#### Task instructions
Say how many of the lines below hold "registered", writing the number and nothing more.

#### Source records
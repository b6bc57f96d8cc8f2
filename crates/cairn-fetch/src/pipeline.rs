//! Fetch → filter → merge → store
//!
//! Adapters run on tokio tasks, bounded by a semaphore. Every fragment is
//! collected before the merge starts. A partial fetch only replaces the
//! elements, timestamps and path-index entries of the sources that succeeded.

use std::path::PathBuf;
use std::sync::Arc;

use cairn_core::{DiffEngine, ElementDiff, Fragment, TypeRegistry, WorkspaceState, save_state};
use cairn_merge::{Conflict, MergeEngine, MergeOptions};
use tokio::sync::Semaphore;
use tokio::task::JoinSet;
use tracing::{debug, info, warn};

use crate::adapter::{Adapter, into_fragments};
use crate::error::FetchError;
use crate::filter::FetchFilter;

#[derive(Debug, Clone)]
pub struct FetchOptions {
    /// Adapters allowed to run at once.
    pub max_concurrency: usize,
    pub merge: MergeOptions,
}

impl Default for FetchOptions {
    fn default() -> Self {
        FetchOptions {
            max_concurrency: 4,
            merge: MergeOptions::default(),
        }
    }
}

/// Result of one fetch.
#[derive(Debug)]
pub struct FetchOutcome {
    /// Change between the state before and after the fetch.
    pub diff: ElementDiff,
    pub conflicts: Vec<Conflict>,
    /// Sources that failed, with the reason.
    pub failed: Vec<FetchError>,
    /// Sources whose elements were replaced, sorted.
    pub fetched: Vec<String>,
}

impl FetchOutcome {
    pub fn is_complete(&self) -> bool {
        self.failed.is_empty()
    }
}

pub struct FetchPipeline {
    state: Arc<WorkspaceState>,
    adapters: Vec<Arc<dyn Adapter>>,
    filters: Vec<Box<dyn FetchFilter>>,
    options: FetchOptions,
    diff_engine: DiffEngine,
    persist_root: Option<PathBuf>,
}

impl FetchPipeline {
    pub fn new(state: Arc<WorkspaceState>) -> Self {
        Self::with_options(state, FetchOptions::default())
    }

    pub fn with_options(state: Arc<WorkspaceState>, options: FetchOptions) -> Self {
        FetchPipeline {
            state,
            adapters: Vec::new(),
            filters: Vec::new(),
            options,
            diff_engine: DiffEngine::new(),
            persist_root: None,
        }
    }

    pub fn add_adapter(&mut self, adapter: Arc<dyn Adapter>) -> &mut Self {
        self.adapters.push(adapter);
        self
    }

    pub fn add_filter(&mut self, filter: Box<dyn FetchFilter>) -> &mut Self {
        self.filters.push(filter);
        self
    }

    /// Save the state under `root` after every fetch that changed it.
    pub fn persist_to(&mut self, root: impl Into<PathBuf>) -> &mut Self {
        self.persist_root = Some(root.into());
        self
    }

    pub fn state(&self) -> &Arc<WorkspaceState> {
        &self.state
    }

    pub fn adapter_names(&self) -> Vec<String> {
        self.adapters.iter().map(|a| a.name().to_string()).collect()
    }

    /// Fetch `sources` (every registered adapter when `None`) and fold the
    /// result into the state.
    ///
    /// A failing adapter does not fail the fetch; it is reported in
    /// [`FetchOutcome::failed`]. A failing filter aborts the fetch before the
    /// state is touched.
    pub async fn fetch(&mut self, sources: Option<&[String]>) -> Result<FetchOutcome, FetchError> {
        let selected: Vec<Arc<dyn Adapter>> = self
            .adapters
            .iter()
            .filter(|adapter| sources.is_none_or(|wanted| wanted.iter().any(|s| s == adapter.name())))
            .cloned()
            .collect();
        if let Some(wanted) = sources {
            for name in wanted {
                if !selected.iter().any(|a| a.name() == name) {
                    debug!(source = %name, "No adapter registered for source");
                }
            }
        }

        let registry = Arc::new(TypeRegistry::new());
        let permits = Arc::new(Semaphore::new(self.options.max_concurrency.max(1)));
        let mut tasks = JoinSet::new();
        for adapter in selected {
            let permits = permits.clone();
            let registry = registry.clone();
            tasks.spawn(async move {
                let _permit = permits.acquire_owned().await.ok();
                let result = adapter.fetch(&registry).await;
                (adapter.name().to_string(), result)
            });
        }

        let mut fragments: Vec<Fragment> = Vec::new();
        let mut fetched: Vec<String> = Vec::new();
        let mut failed: Vec<FetchError> = Vec::new();
        while let Some(joined) = tasks.join_next().await {
            match joined {
                Ok((name, Ok(elements))) => {
                    debug!(source = %name, elements = elements.len(), "Source fetched");
                    fragments.extend(into_fragments(&name, elements));
                    fetched.push(name);
                }
                Ok((name, Err(error))) => {
                    warn!(source = %name, "Fetch failed: {:#}", error);
                    failed.push(FetchError::Adapter {
                        source_name: name,
                        error,
                    });
                }
                Err(join_error) => {
                    warn!("Fetch task failed: {}", join_error);
                    failed.push(FetchError::Task(join_error));
                }
            }
        }
        fetched.sort();
        failed.sort_by(|a, b| a.source_name().cmp(&b.source_name()));

        for filter in &self.filters {
            filter
                .on_fetch(&mut fragments)
                .await
                .map_err(|error| FetchError::Filter {
                    filter: filter.name().to_string(),
                    error,
                })?;
        }

        let before = self.state.snapshot();
        if fetched.is_empty() {
            info!(failed = failed.len(), "Nothing fetched; state unchanged");
            let diff = self.diff_engine.compute_diff(&before.elements, &before.elements);
            return Ok(FetchOutcome {
                diff,
                conflicts: Vec::new(),
                failed,
                fetched,
            });
        }

        let merged = MergeEngine::with_options(&registry, self.options.merge.clone()).merge(&fragments);

        self.state.refresh_sources(merged.elements, &fragments, &fetched);

        let after = self.state.snapshot();
        let diff = self.diff_engine.compute_diff(&before.elements, &after.elements);
        if let Some(root) = &self.persist_root {
            save_state(&self.state, root)?;
        }

        info!(
            fetched = fetched.len(),
            failed = failed.len(),
            conflicts = merged.conflicts.len(),
            changes = diff.len(),
            "Fetch complete"
        );
        Ok(FetchOutcome {
            diff,
            conflicts: merged.conflicts,
            failed,
            fetched,
        })
    }
}
//! Field annotations derived from type-descriptor records
//!
//! A descriptor record is one entry of a descriptor instance's `fields` list,
//! shaped the way the service reports a field. [`promote_field`] projects it
//! onto core annotations with fixed structural rules.

use cairn_core::annotations::{DEFAULT, ENFORCE_VALUE, REQUIRED, RESTRICTION, VALUES};
use cairn_core::{ElemID, Value, Values};
use serde_json::{Map, json};

const FULL_NAME: &str = "fullName";
const TYPE: &str = "type";
const REQUIRED_MEMBER: &str = "required";
const DEFAULT_VALUE: &str = "defaultValue";
const VALUE_SET: &str = "valueSet";
const VALUE_SET_DEFINITION: &str = "valueSetDefinition";
const VALUE_SET_VALUE: &str = "value";
const VALUE_DEFAULT: &str = "default";
const RESTRICTED: &str = "restricted";
const CONTROLLING_FIELD: &str = "controllingField";
const VALUE_SETTINGS: &str = "valueSettings";
const CONTROLLING_FIELD_VALUE: &str = "controllingFieldValue";
const VALUE_NAME: &str = "valueName";
const SUMMARY_FILTER_ITEMS: &str = "summaryFilterItems";
const LOOKUP_FILTER: &str = "lookupFilter";
const FILTER_ITEMS: &str = "filterItems";
const IS_OPTIONAL: &str = "isOptional";
const ERROR_MESSAGE: &str = "errorMessage";

/// Annotation holding the controlling-field map of a dependent picklist.
pub const FIELD_DEPENDENCY: &str = "fieldDependency";

const FILTER_ITEM_KEYS: [&str; 4] = ["field", "operation", "value", "valueField"];
const LOOKUP_FILTER_KEYS: [&str; 5] = ["active", "booleanFilter", ERROR_MESSAGE, "infoMessage", IS_OPTIONAL];
const LOOKUP_FILTER_FLAGS: [&str; 2] = ["active", IS_OPTIONAL];

/// Field types whose default is always a list.
const MULTI_SELECT_TYPES: [&str; 2] = ["multipicklist", "combobox"];

/// A field synthesized from one descriptor record.
#[derive(Debug, Clone, PartialEq)]
pub struct PromotedField {
    pub name: String,
    pub type_id: ElemID,
    pub annotations: Values,
}

/// Booleans as the service writes them: real booleans or `"true"`/`"false"`.
fn boolean_like(value: &Value) -> Option<bool> {
    match value {
        Value::Bool(b) => Some(*b),
        Value::String(s) if s.eq_ignore_ascii_case("true") => Some(true),
        Value::String(s) if s.eq_ignore_ascii_case("false") => Some(false),
        _ => None,
    }
}

fn coerce_bool(value: &Value) -> Value {
    boolean_like(value).map(Value::Bool).unwrap_or_else(|| value.clone())
}

/// A member that may be one record or a list of records.
fn records(value: &Value) -> Vec<&Map<String, Value>> {
    match value {
        Value::Array(items) => items.iter().filter_map(Value::as_object).collect(),
        Value::Object(single) => vec![single],
        _ => Vec::new(),
    }
}

fn filter_item(record: &Map<String, Value>) -> Value {
    let item: Map<String, Value> = FILTER_ITEM_KEYS
        .iter()
        .filter_map(|key| record.get(*key).map(|v| (key.to_string(), v.clone())))
        .collect();
    Value::Object(item)
}

fn filter_items(value: &Value) -> Value {
    Value::Array(records(value).into_iter().map(filter_item).collect())
}

fn lookup_filter(value: &Value) -> Option<Value> {
    let record = value.as_object()?;
    let mut filter = Map::new();
    for key in LOOKUP_FILTER_KEYS {
        if let Some(member) = record.get(key) {
            let member = if LOOKUP_FILTER_FLAGS.contains(&key) {
                coerce_bool(member)
            } else {
                member.clone()
            };
            filter.insert(key.to_string(), member);
        }
    }
    // An optional filter never blocks a save, so it carries no error message.
    if filter.get(IS_OPTIONAL) == Some(&Value::Bool(true)) {
        filter.remove(ERROR_MESSAGE);
    }
    if let Some(items) = record.get(FILTER_ITEMS) {
        filter.insert(FILTER_ITEMS.to_string(), filter_items(items));
    }
    Some(Value::Object(filter))
}

fn field_dependency(value_set: &Map<String, Value>) -> Option<Value> {
    let controlling = value_set.get(CONTROLLING_FIELD)?;
    let settings: Vec<Value> = value_set
        .get(VALUE_SETTINGS)
        .map(records)
        .unwrap_or_default()
        .into_iter()
        .map(|setting| {
            let controlling_values = match setting.get(CONTROLLING_FIELD_VALUE) {
                Some(Value::Array(values)) => values.clone(),
                Some(Value::Null) | None => Vec::new(),
                Some(single) => vec![single.clone()],
            };
            let mut projected = Map::new();
            projected.insert(CONTROLLING_FIELD_VALUE.to_string(), Value::Array(controlling_values));
            if let Some(name) = setting.get(VALUE_NAME) {
                projected.insert(VALUE_NAME.to_string(), name.clone());
            }
            Value::Object(projected)
        })
        .collect();
    Some(json!({
        CONTROLLING_FIELD: controlling,
        VALUE_SETTINGS: settings,
    }))
}

fn apply_value_set(value_set: &Map<String, Value>, multi_select: bool, annotations: &mut Values) {
    let definition_values = value_set
        .get(VALUE_SET_DEFINITION)
        .and_then(Value::as_object)
        .and_then(|definition| definition.get(VALUE_SET_VALUE))
        .map(records)
        .unwrap_or_default();

    if !definition_values.is_empty() {
        let names: Vec<Value> = definition_values
            .iter()
            .filter_map(|v| v.get(FULL_NAME).cloned())
            .collect();
        let defaults: Vec<Value> = definition_values
            .iter()
            .filter(|v| v.get(VALUE_DEFAULT).and_then(boolean_like).unwrap_or(false))
            .filter_map(|v| v.get(FULL_NAME).cloned())
            .collect();
        annotations.insert(VALUES.to_string(), Value::Array(names));
        match defaults.len() {
            0 => {}
            1 if !multi_select => {
                annotations.insert(DEFAULT.to_string(), defaults[0].clone());
            }
            _ => {
                annotations.insert(DEFAULT.to_string(), Value::Array(defaults));
            }
        }
    }

    if let Some(restricted) = value_set.get(RESTRICTED).and_then(boolean_like) {
        annotations.insert(RESTRICTION.to_string(), json!({ ENFORCE_VALUE: restricted }));
    }
    if let Some(dependency) = field_dependency(value_set) {
        annotations.insert(FIELD_DEPENDENCY.to_string(), dependency);
    }
}

/// Project one descriptor record onto a field. Records without a string
/// `fullName` describe nothing and yield `None`.
pub fn promote_field(record: &Map<String, Value>, adapter: &str) -> Option<PromotedField> {
    let name = record.get(FULL_NAME)?.as_str()?.to_string();
    let service_type = record
        .get(TYPE)
        .and_then(Value::as_str)
        .map(str::to_lowercase);
    let type_id = ElemID::new_type(adapter, service_type.as_deref().unwrap_or("string"));
    let multi_select = service_type
        .as_deref()
        .is_some_and(|t| MULTI_SELECT_TYPES.contains(&t));

    let mut annotations = Values::new();
    if let Some(value_set) = record.get(VALUE_SET).and_then(Value::as_object) {
        apply_value_set(value_set, multi_select, &mut annotations);
    }

    for (key, value) in record {
        match key.as_str() {
            FULL_NAME | TYPE | VALUE_SET => {}
            REQUIRED_MEMBER => {
                if let Some(required) = boolean_like(value) {
                    annotations.insert(REQUIRED.to_string(), Value::Bool(required));
                }
            }
            DEFAULT_VALUE => {
                annotations.insert(DEFAULT.to_string(), coerce_bool(value));
            }
            SUMMARY_FILTER_ITEMS => {
                annotations.insert(key.clone(), filter_items(value));
            }
            LOOKUP_FILTER => {
                if let Some(filter) = lookup_filter(value) {
                    annotations.insert(key.clone(), filter);
                }
            }
            _ => {
                annotations.insert(key.clone(), value.clone());
            }
        }
    }

    Some(PromotedField {
        name,
        type_id,
        annotations,
    })
}
//! Storage engine interface
//!
//! The engine owns the committed action log and the step counters. The
//! in-memory implementation in [`crate::memory`] is the reference;
//! alternative backends (a filesystem log with checkpoints, a database)
//! conform to the same contract.

use std::collections::BTreeMap;

use crate::action::Action;
use crate::model::Model;

/// Opaque per-step annotation attached at commit time.
pub type StepMessage = BTreeMap<String, String>;

/// Action log backend driven by a [`Model`].
///
/// Counter semantics: `minimum() <= current() <= maximum()`; steps in
/// `(minimum, current]` are undoable, steps in `(current, maximum]` are
/// redoable.
pub trait StorageEngine {
    /// Bind the engine to its model. Called once from `Model::new`.
    fn setup(&mut self, model: &Model) {
        let _ = model;
    }

    /// A transaction is about to open.
    fn prepare(&mut self) {}

    /// The open transaction was rolled back without committing.
    fn abort(&mut self) {}

    /// Take ownership of one committed step. Committing while redo
    /// history exists discards that history first.
    fn commit(&mut self, actions: Vec<Action>, message: StepMessage);

    /// Step once backward (`undo = true`) or forward, replaying the
    /// step's actions. Out-of-range requests are no-ops.
    fn execute(&mut self, undo: bool);

    /// Drop the whole log and reset counters.
    fn reset(&mut self);

    /// Lowest step still reachable via undo.
    fn minimum(&self) -> usize;

    /// Highest committed step.
    fn maximum(&self) -> usize;

    /// Current step position.
    fn current(&self) -> usize;

    /// Annotation of the given step; empty when out of range.
    fn step_message(&self, step: usize) -> StepMessage;
}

#### Result of this task
2